Médico ganhou 51 mil euros num só dia de trabalho no Hospital de Santa Maria. Um dos dias foi usado para retirar lesões benignas aos pais. Presidente da unidade ficou tão surpreendido com a reportagem que ordenou a suspensão imediata do serviço e uma auditoria interna para investigação
Um dermatologista do Hospital de Santa Maria ganhou, num sábado, mais de 51 mil euros. Uma parte do bolo de 400 mil euros auferidos em dez sábados de trabalho adicional no ano passado.
Em causa está o chamado SIGIC, o Sistema Integrado de Gestão de Inscritos para Cirurgia, um sistema que permite fazer cirurgias fora do horário laboral, de modo a mitigar as longas filas de espera nos hospitais.
Se por um lado aumenta a produtividade e diminui as listas de espera, por outro é um incentivo financeiro para os profissionais de saúde, tendo em conta que recebem dinheiro por isso.
Ora, para os médicos poderem fazer cirurgias ao fim de semana, têm de cumprir uma meta. “Deve existir um limite máximo de SIGIC a não ultrapassar um terço da produção cirúrgica total. Cada um dos interessados em participar no SIGIC em 2024 deverá produzir em cirurgia regular registada como tal em sistema na proporção estimada de 3:1. Ou seja, será necessário realizar 66 cirurgias de ambulatório para poder fazer um dia de SIGIC com 22 doentes. A proporção mínima permitida é 2:1", pode ler-se num e-mail enviado à equipa de dermatologia pelo diretor do serviço, ao qual o Exclusivo do Jornal Nacional da TVI (do mesmo grupo da CNN Portugal) teve acesso.
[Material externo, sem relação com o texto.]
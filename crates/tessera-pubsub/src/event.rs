//! Lifecycle events and listener dispatch.
//!
//! Events are dispatched synchronously, in registration order, to listeners
//! registered for the event's kind, then sent on a broadcast channel for any
//! live receivers. Nothing is buffered for listeners registered later.

use std::str::FromStr;
use std::sync::atomic::{AtomicU64, Ordering};
use std::sync::Arc;

use bytes::Bytes;
use parking_lot::Mutex;
use tokio::sync::broadcast;

use crate::error::Error;

/// Names of lifecycle events.
#[derive(Debug, Clone, Copy, PartialEq, Eq, Hash)]
pub enum EventKind {
    Connected,
    Disconnected,
    Subscribed,
    Unsubscribed,
    Published,
    Message,
}

impl EventKind {
    /// The event name.
    pub fn as_str(self) -> &'static str {
        match self {
            EventKind::Connected => "connected",
            EventKind::Disconnected => "disconnected",
            EventKind::Subscribed => "subscribed",
            EventKind::Unsubscribed => "unsubscribed",
            EventKind::Published => "published",
            EventKind::Message => "message",
        }
    }
}

impl FromStr for EventKind {
    type Err = Error;

    fn from_str(s: &str) -> Result<Self, Error> {
        match s {
            "connected" => Ok(EventKind::Connected),
            "disconnected" => Ok(EventKind::Disconnected),
            "subscribed" => Ok(EventKind::Subscribed),
            "unsubscribed" => Ok(EventKind::Unsubscribed),
            "published" => Ok(EventKind::Published),
            "message" => Ok(EventKind::Message),
            other => Err(Error::UnknownEvent(other.to_string())),
        }
    }
}

impl std::fmt::Display for EventKind {
    fn fmt(&self, f: &mut std::fmt::Formatter<'_>) -> std::fmt::Result {
        f.write_str(self.as_str())
    }
}

/// An event emitted after a lifecycle transition, or by a transport on inbound traffic.
#[derive(Debug, Clone, PartialEq, Eq)]
pub enum LifecycleEvent {
    Connected,
    Disconnected,
    Subscribed { channel: String },
    Unsubscribed { channel: String },
    Published { channel: String, message: Bytes },
    Message { channel: String, message: Bytes },
}

impl LifecycleEvent {
    /// The kind of this event.
    pub fn kind(&self) -> EventKind {
        match self {
            LifecycleEvent::Connected => EventKind::Connected,
            LifecycleEvent::Disconnected => EventKind::Disconnected,
            LifecycleEvent::Subscribed { .. } => EventKind::Subscribed,
            LifecycleEvent::Unsubscribed { .. } => EventKind::Unsubscribed,
            LifecycleEvent::Published { .. } => EventKind::Published,
            LifecycleEvent::Message { .. } => EventKind::Message,
        }
    }

    /// The channel the event concerns, if any.
    pub fn channel(&self) -> Option<&str> {
        match self {
            LifecycleEvent::Connected | LifecycleEvent::Disconnected => None,
            LifecycleEvent::Subscribed { channel }
            | LifecycleEvent::Unsubscribed { channel }
            | LifecycleEvent::Published { channel, .. }
            | LifecycleEvent::Message { channel, .. } => Some(channel),
        }
    }
}

/// Handle returned when registering a listener.
#[derive(Debug, Clone, Copy, PartialEq, Eq, Hash)]
pub struct ListenerId(u64);

type Callback = Arc<dyn Fn(&LifecycleEvent) + Send + Sync>;

struct Listener {
    id: ListenerId,
    kind: EventKind,
    once: bool,
    callback: Callback,
}

/// Registry of lifecycle listeners plus a broadcast channel.
pub struct EventBus {
    listeners: Mutex<Vec<Listener>>,
    next_listener_id: AtomicU64,
    sender: broadcast::Sender<LifecycleEvent>,
}

impl EventBus {
    /// Create a bus whose broadcast channel holds up to `capacity` events per receiver.
    pub fn new(capacity: usize) -> Self {
        let (sender, _) = broadcast::channel(capacity.max(1));
        Self {
            listeners: Mutex::new(Vec::new()),
            next_listener_id: AtomicU64::new(1),
            sender,
        }
    }

    /// Register a listener for every event of `kind`.
    pub fn on<F>(&self, kind: EventKind, callback: F) -> ListenerId
    where
        F: Fn(&LifecycleEvent) + Send + Sync + 'static,
    {
        self.register(kind, false, Arc::new(callback))
    }

    /// Register a listener for the next event of `kind` only.
    pub fn once<F>(&self, kind: EventKind, callback: F) -> ListenerId
    where
        F: Fn(&LifecycleEvent) + Send + Sync + 'static,
    {
        self.register(kind, true, Arc::new(callback))
    }

    /// Remove a listener. Returns false if it was already gone.
    pub fn off(&self, id: ListenerId) -> bool {
        let mut listeners = self.listeners.lock();
        let before = listeners.len();
        listeners.retain(|listener| listener.id != id);
        listeners.len() != before
    }

    /// Number of listeners registered for `kind`.
    pub fn listener_count(&self, kind: EventKind) -> usize {
        self.listeners
            .lock()
            .iter()
            .filter(|listener| listener.kind == kind)
            .count()
    }

    /// Open a receiver for events emitted from now on.
    pub fn subscribe(&self) -> broadcast::Receiver<LifecycleEvent> {
        self.sender.subscribe()
    }

    /// Dispatch an event to listeners and broadcast receivers.
    pub fn emit(&self, event: LifecycleEvent) {
        let kind = event.kind();

        // Callbacks run outside the lock so they may register or remove listeners.
        let callbacks: Vec<Callback> = {
            let mut listeners = self.listeners.lock();
            let matched = listeners
                .iter()
                .filter(|listener| listener.kind == kind)
                .map(|listener| Arc::clone(&listener.callback))
                .collect();
            listeners.retain(|listener| !(listener.once && listener.kind == kind));
            matched
        };

        for callback in &callbacks {
            callback(&event);
        }

        // No receivers is not an error.
        let receivers = self.sender.send(event).unwrap_or(0);

        tracing::trace!(
            event = %kind,
            listeners = callbacks.len(),
            receivers,
            "lifecycle event emitted"
        );
    }

    fn register(&self, kind: EventKind, once: bool, callback: Callback) -> ListenerId {
        let id = ListenerId(self.next_listener_id.fetch_add(1, Ordering::Relaxed));
        self.listeners.lock().push(Listener {
            id,
            kind,
            once,
            callback,
        });
        id
    }
}

impl std::fmt::Debug for EventBus {
    fn fmt(&self, f: &mut std::fmt::Formatter<'_>) -> std::fmt::Result {
        f.debug_struct("EventBus")
            .field("listeners", &self.listeners.lock().len())
            .field("receivers", &self.sender.receiver_count())
            .finish()
    }
}

/// Cloneable handle a transport uses to surface inbound messages.
#[derive(Clone, Debug)]
pub struct EventSink {
    bus: Arc<EventBus>,
}

impl EventSink {
    pub(crate) fn new(bus: Arc<EventBus>) -> Self {
        Self { bus }
    }

    /// Emit a `message` event for data received on `channel`.
    pub fn message(&self, channel: impl Into<String>, message: impl Into<Bytes>) {
        self.bus.emit(LifecycleEvent::Message {
            channel: channel.into(),
            message: message.into(),
        });
    }
}
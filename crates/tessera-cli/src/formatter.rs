//! Output formatters for demo results.

use clap::ValueEnum;
use serde::Serialize;
use serde_json::Value;
use tessera::LifecycleEvent;

/// Output format for results.
#[derive(Debug, Clone, Copy, PartialEq, Eq, ValueEnum)]
pub enum OutputFormat {
    /// Human-readable lines
    Text,
    /// JSON document
    Json,
}

impl std::fmt::Display for OutputFormat {
    fn fmt(&self, f: &mut std::fmt::Formatter<'_>) -> std::fmt::Result {
        match self {
            OutputFormat::Text => write!(f, "text"),
            OutputFormat::Json => write!(f, "json"),
        }
    }
}

/// One line of a pub-sub session log.
#[derive(Debug, Clone, PartialEq, Serialize)]
pub struct LogEntry {
    pub event: String,
    #[serde(skip_serializing_if = "Option::is_none")]
    pub channel: Option<String>,
    #[serde(skip_serializing_if = "Option::is_none")]
    pub detail: Option<String>,
}

impl LogEntry {
    /// Log entry for a lifecycle event.
    pub fn from_event(event: &LifecycleEvent) -> Self {
        let detail = match event {
            LifecycleEvent::Published { message, .. } | LifecycleEvent::Message { message, .. } => {
                Some(String::from_utf8_lossy(message).into_owned())
            }
            _ => None,
        };

        Self {
            event: event.kind().to_string(),
            channel: event.channel().map(str::to_string),
            detail,
        }
    }

    /// Log entry for an operation the handler refused.
    pub fn rejected(operation: &str, reason: impl std::fmt::Display) -> Self {
        Self {
            event: "rejected".to_string(),
            channel: None,
            detail: Some(format!("{}: {}", operation, reason)),
        }
    }
}

/// Trait for formatting output.
pub trait Formatter {
    /// Format a list of stored records under a heading.
    fn format_records(&self, heading: &str, records: &[Value]) -> String;

    /// Format a pub-sub session log.
    fn format_log(&self, heading: &str, entries: &[LogEntry]) -> String;
}

/// Create a formatter for the given output format.
pub fn create_formatter(format: OutputFormat) -> Box<dyn Formatter> {
    match format {
        OutputFormat::Text => Box::new(TextFormatter),
        OutputFormat::Json => Box::new(JsonFormatter),
    }
}

/// Plain text formatter.
pub struct TextFormatter;

impl Formatter for TextFormatter {
    fn format_records(&self, heading: &str, records: &[Value]) -> String {
        let mut output = heading.to_string();
        for record in records {
            output.push_str("\n  ");
            output.push_str(&record.to_string());
        }
        output
    }

    fn format_log(&self, heading: &str, entries: &[LogEntry]) -> String {
        let mut output = heading.to_string();
        for entry in entries {
            output.push_str("\n  ");
            output.push_str(&entry.event);
            if let Some(channel) = &entry.channel {
                output.push_str(&format!(" [{}]", channel));
            }
            if let Some(detail) = &entry.detail {
                output.push_str(&format!(" {}", detail));
            }
        }
        output
    }
}

/// JSON formatter.
pub struct JsonFormatter;

impl Formatter for JsonFormatter {
    fn format_records(&self, heading: &str, records: &[Value]) -> String {
        let doc = serde_json::json!({ "summary": heading, "records": records });
        serde_json::to_string_pretty(&doc).unwrap_or_else(|e| format!("{{\"error\": \"{}\"}}", e))
    }

    fn format_log(&self, heading: &str, entries: &[LogEntry]) -> String {
        let doc = serde_json::json!({ "summary": heading, "events": entries });
        serde_json::to_string_pretty(&doc).unwrap_or_else(|e| format!("{{\"error\": \"{}\"}}", e))
    }
}
//! Catalog storage for entity snapshots.

use super::entity::{validate_identity, Entity};
use crate::error::{Error, Result};
use crate::snapshot::{find_index, insertion_index, Snapshot};

/// A sorted, identity-keyed collection of entity snapshots.
///
/// Entries are kept in a single vector ordered by ascending identity, so
/// lookups are a binary search and inserts/removes shift the tail.
#[derive(Debug, Clone)]
pub struct Catalog<T> {
    entries: Vec<Snapshot<T>>,
}

impl<T> Default for Catalog<T> {
    fn default() -> Self {
        Self {
            entries: Vec::new(),
        }
    }
}

impl<T: Entity + Clone> Catalog<T> {
    /// Create an empty catalog.
    pub fn new() -> Self {
        Self::default()
    }

    /// Build a catalog from a batch of items.
    ///
    /// Fails on the first item with an invalid or duplicate identity.
    pub fn from_items<'a, I>(items: I) -> Result<Self>
    where
        I: IntoIterator<Item = &'a T>,
        T: 'a,
    {
        let mut catalog = Self::new();
        for item in items {
            catalog.insert(item)?;
        }
        Ok(catalog)
    }

    /// Insert a snapshot of `item`.
    ///
    /// Returns the stored snapshot. The catalog is unchanged on error.
    pub fn insert(&mut self, item: &T) -> Result<Snapshot<T>> {
        let id = validate_identity(item.id())?;

        let index = insertion_index(&self.entries, |probe| probe.id().cmp(&id));
        if self.entries.get(index).is_some_and(|existing| existing.id() == id) {
            return Err(Error::DuplicateIdentity(id));
        }

        let snapshot = Snapshot::capture(item);
        self.entries.insert(index, snapshot.clone());

        tracing::debug!(id, size = self.entries.len(), "entity inserted");
        Ok(snapshot)
    }

    /// Replace the stored snapshot for `item`'s identity.
    pub fn update(&mut self, item: &T) -> Result<Snapshot<T>> {
        let id = validate_identity(item.id())?;
        let index = self.position(id).ok_or(Error::IdentityNotFound(id))?;

        let snapshot = Snapshot::capture(item);
        self.entries[index] = snapshot.clone();

        tracing::debug!(id, "entity updated");
        Ok(snapshot)
    }

    /// Look up the snapshot for `id`.
    pub fn find_by_id(&self, id: i64) -> Result<Option<Snapshot<T>>> {
        let id = validate_identity(id)?;
        Ok(self.position(id).map(|index| self.entries[index].clone()))
    }

    /// Remove the entry for `id`, returning it if it was present.
    pub fn remove(&mut self, id: i64) -> Result<Option<Snapshot<T>>> {
        let id = validate_identity(id)?;
        let Some(index) = self.position(id) else {
            return Ok(None);
        };

        let removed = self.entries.remove(index);
        tracing::debug!(id, size = self.entries.len(), "entity removed");
        Ok(Some(removed))
    }

    /// Check whether an entry exists for `id`.
    pub fn contains(&self, id: i64) -> Result<bool> {
        let id = validate_identity(id)?;
        Ok(self.position(id).is_some())
    }

    /// All snapshots in ascending identity order.
    pub fn fetch_all(&self) -> Vec<Snapshot<T>> {
        self.entries.clone()
    }

    /// All identities in ascending order.
    pub fn ids(&self) -> Vec<i64> {
        self.entries.iter().map(|entry| entry.id()).collect()
    }

    /// Iterate over snapshots in ascending identity order.
    pub fn iter(&self) -> std::slice::Iter<'_, Snapshot<T>> {
        self.entries.iter()
    }

    fn position(&self, id: i64) -> Option<usize> {
        find_index(&self.entries, &id, |entry| entry.id())
    }
}

impl<T> Catalog<T> {
    /// Number of stored entries.
    pub fn len(&self) -> usize {
        self.entries.len()
    }

    /// Check if the catalog is empty.
    pub fn is_empty(&self) -> bool {
        self.entries.is_empty()
    }
}

impl<'a, T: Entity + Clone> IntoIterator for &'a Catalog<T> {
    type Item = &'a Snapshot<T>;
    type IntoIter = std::slice::Iter<'a, Snapshot<T>>;

    fn into_iter(self) -> Self::IntoIter {
        self.iter()
    }
}

#[cfg(test)]
mod tests {
    use super::*;

    #[derive(Debug, Clone, PartialEq)]
    struct Product {
        id: i64,
        name: String,
        tags: Vec<String>,
    }

    impl Product {
        fn new(id: i64, name: &str) -> Self {
            Self {
                id,
                name: name.to_string(),
                tags: Vec::new(),
            }
        }
    }

    impl Entity for Product {
        fn id(&self) -> i64 {
            self.id
        }
    }

    #[test]
    fn test_catalog_empty() {
        let catalog: Catalog<Product> = Catalog::new();
        assert!(catalog.is_empty());
        assert_eq!(catalog.len(), 0);
        assert!(catalog.fetch_all().is_empty());
    }

    #[test]
    fn test_insert_keeps_order() {
        let mut catalog = Catalog::new();
        for id in [5, 1, 9, 3] {
            catalog.insert(&Product::new(id, "p")).unwrap();
        }

        assert_eq!(catalog.ids(), vec![1, 3, 5, 9]);
        assert_eq!(catalog.len(), 4);
    }

    #[test]
    fn test_insert_duplicate() {
        let mut catalog = Catalog::new();
        assert!(catalog.find_by_id(5).unwrap().is_none());

        catalog.insert(&Product::new(5, "first")).unwrap();
        let err = catalog.insert(&Product::new(5, "second")).unwrap_err();

        assert_eq!(err, Error::DuplicateIdentity(5));
        assert_eq!(catalog.len(), 1);
        assert_eq!(catalog.find_by_id(5).unwrap().unwrap().name, "first");

        catalog.remove(5).unwrap();
        assert!(catalog.find_by_id(5).unwrap().is_none());
    }

    #[test]
    fn test_invalid_identity() {
        let mut catalog = Catalog::new();

        assert_eq!(
            catalog.insert(&Product::new(0, "zero")).unwrap_err(),
            Error::InvalidIdentity(0)
        );
        assert_eq!(
            catalog.update(&Product::new(-1, "neg")).unwrap_err(),
            Error::InvalidIdentity(-1)
        );
        assert_eq!(catalog.find_by_id(0).unwrap_err(), Error::InvalidIdentity(0));
        assert_eq!(catalog.remove(-7).unwrap_err(), Error::InvalidIdentity(-7));
        assert_eq!(catalog.contains(0).unwrap_err(), Error::InvalidIdentity(0));
        assert!(catalog.is_empty());
    }

    #[test]
    fn test_update_replaces() {
        let mut catalog = Catalog::new();
        let mut product = Product::new(2, "widget");
        product.tags.push("old".to_string());
        catalog.insert(&product).unwrap();

        let replacement = Product::new(2, "gadget");
        catalog.update(&replacement).unwrap();

        let stored = catalog.find_by_id(2).unwrap().unwrap();
        assert_eq!(stored.name, "gadget");
        assert!(stored.tags.is_empty());
    }

    #[test]
    fn test_update_missing() {
        let mut catalog = Catalog::new();
        catalog.insert(&Product::new(1, "a")).unwrap();

        let err = catalog.update(&Product::new(2, "b")).unwrap_err();
        assert_eq!(err, Error::IdentityNotFound(2));
        assert_eq!(catalog.ids(), vec![1]);
    }

    #[test]
    fn test_snapshot_independence() {
        let mut catalog = Catalog::new();
        let mut product = Product::new(3, "original");
        catalog.insert(&product).unwrap();

        product.name = "mutated".to_string();
        product.tags.push("x".to_string());

        let stored = catalog.find_by_id(3).unwrap().unwrap();
        assert_eq!(stored.name, "original");
        assert!(stored.tags.is_empty());

        catalog.update(&product).unwrap();
        product.name = "mutated again".to_string();
        assert_eq!(catalog.find_by_id(3).unwrap().unwrap().name, "mutated");

        // Earlier reads keep the value they observed.
        assert_eq!(stored.name, "original");
    }

    #[test]
    fn test_fetch_all_is_detached() {
        let mut catalog = Catalog::new();
        catalog.insert(&Product::new(1, "a")).unwrap();
        catalog.insert(&Product::new(2, "b")).unwrap();

        let mut all = catalog.fetch_all();
        all.clear();

        assert_eq!(catalog.len(), 2);
    }

    #[test]
    fn test_remove_missing_is_noop() {
        let mut catalog = Catalog::new();
        catalog.insert(&Product::new(1, "a")).unwrap();

        assert!(catalog.remove(42).unwrap().is_none());
        assert_eq!(catalog.len(), 1);

        let removed = catalog.remove(1).unwrap().unwrap();
        assert_eq!(removed.name, "a");
        assert!(catalog.is_empty());
    }

    #[test]
    fn test_from_items() {
        let items = vec![Product::new(4, "d"), Product::new(2, "b")];
        let catalog = Catalog::from_items(&items).unwrap();
        assert_eq!(catalog.ids(), vec![2, 4]);

        let dupes = vec![Product::new(1, "a"), Product::new(1, "b")];
        assert_eq!(
            Catalog::from_items(&dupes).unwrap_err(),
            Error::DuplicateIdentity(1)
        );
    }

    #[test]
    fn test_iter_in_order() {
        let mut catalog = Catalog::new();
        for id in [8, 2, 6] {
            catalog.insert(&Product::new(id, "p")).unwrap();
        }

        let ids: Vec<i64> = (&catalog).into_iter().map(|p| p.id).collect();
        assert_eq!(ids, vec![2, 6, 8]);
        assert!(catalog.contains(6).unwrap());
        assert!(!catalog.contains(7).unwrap());
    }
}
//! Tessera Core - Snapshot catalog and versioned configuration store.
//!
//! This crate provides two single-owner containers that hand out frozen
//! snapshots of their contents:
//!
//! - [`Catalog`]: entities kept sorted by a positive integer identity.
//! - [`ConfigManager`]: config records keyed by version, at most one active.

pub mod catalog;
pub mod config;
pub mod error;
pub mod snapshot;

pub use catalog::{validate_identity, Catalog, Entity};
pub use config::{validate_version, ConfigManager, ConfigStatus, Versioned};
pub use error::{Error, Result};
pub use snapshot::{find_index, insertion_index, Snapshot};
O Exclusivo teve também acesso às listas das cirurgias feitas durante a semana. Grande parte dos procedimentos são simples, como retirar quistos e sinais benignos, que demoram, em média, 10 minutos e são a via verde para as cirurgias que pagam fortunas ao fim de semana. E aqui é que está o cerne da questão.
Numa investigação a mais de dois mil documentos, de 2021 até novembro de 2024, houve um dermatologista que se destacou - Miguel Alpalhão. Só no ano passado, num dia de produção adicional, um sábado, ganhou mais de 51 mil euros. Fazendo as contas, este profissional de saúde ganhou mais de 400 mil euros em 10 sábados, em 2024.
Os valores em causa correspondem a qualquer coisa como 40 mil euros por cada dia trabalhado. Para se ter uma ideia de comparação, um médico que trabalhe no regime normal nunca poderá ganhar mais de 5.063,38 euros por mês, o que dá cerca de 170 euros por dia.
Em entrevista ao Exclusivo, Carlos Martins, presidente do Hospital de Santa Maria, garante que, "se existisse alguma situação anormal, ela seria reportada ou seria detetada" nos sistemas de controlo do hospital.
Carlos Martins afirma que, a confirmarem-se os valores auferidos pelo dermatologista nos respetivos sábados de trabalho adicional, eles "não eram admissíveis de todo". "O médico em causa não ganhou 400 mil euros em 10 dias. Isso era impossível. Digo-lhe que todos os sinais de alarme disparavam", garante, acrescentando que há "vários momentos de controlo" num SIGIC.
O problema é que Miguel Alpalhão é o único codificador do serviço de dermatologia, ou seja, era ele que introduzia os dados no sistema para gerar os pagamentos de todos os que participam nas cirurgias adicionais.
Mas há mais. Este médico usou o sistema, ou seja, o dinheiro público, para retirar lesões benignas aos pais, no final de 2023.
Depois desta entrevista, em que o presidente do Hospital de Santa Maria ficou visivelmente surpreendido, Carlos Martins determinou a suspensão, já a partir deste sábado, das cirurgias em programa adicional. Chamou ainda a Inspeção-Geral das Atividades em Saúde (IGAS) para investigar e determinou a abertura de uma auditoria interna. O Ministério Público já pediu informações ao hospital sobre este caso.
O diretor do serviço, Paulo Filipe, e o dermatologista em questão, Miguel Alpalhão, foram contactados, mas até ao momento não responderam ao Exclusivo.
Das várias instituições contactadas, o Exclusivo recebeu muito poucas respostas ao problema. A Administração Central do Sistema de Saúde (ACSS) diz que o sistema é atualizado de dois em dois anos, garante que não tem competência para fazer auditorias e remete para a Inspeção das Atividades em Saúde e para a Direção-Executiva do SNS, que tutela o SIGIC.
Quer a Inspeção-Geral das Atividades em Saúde, quer a Direção-Executiva do SNS não responderam às questões do Exclusivo, apesar da insistência.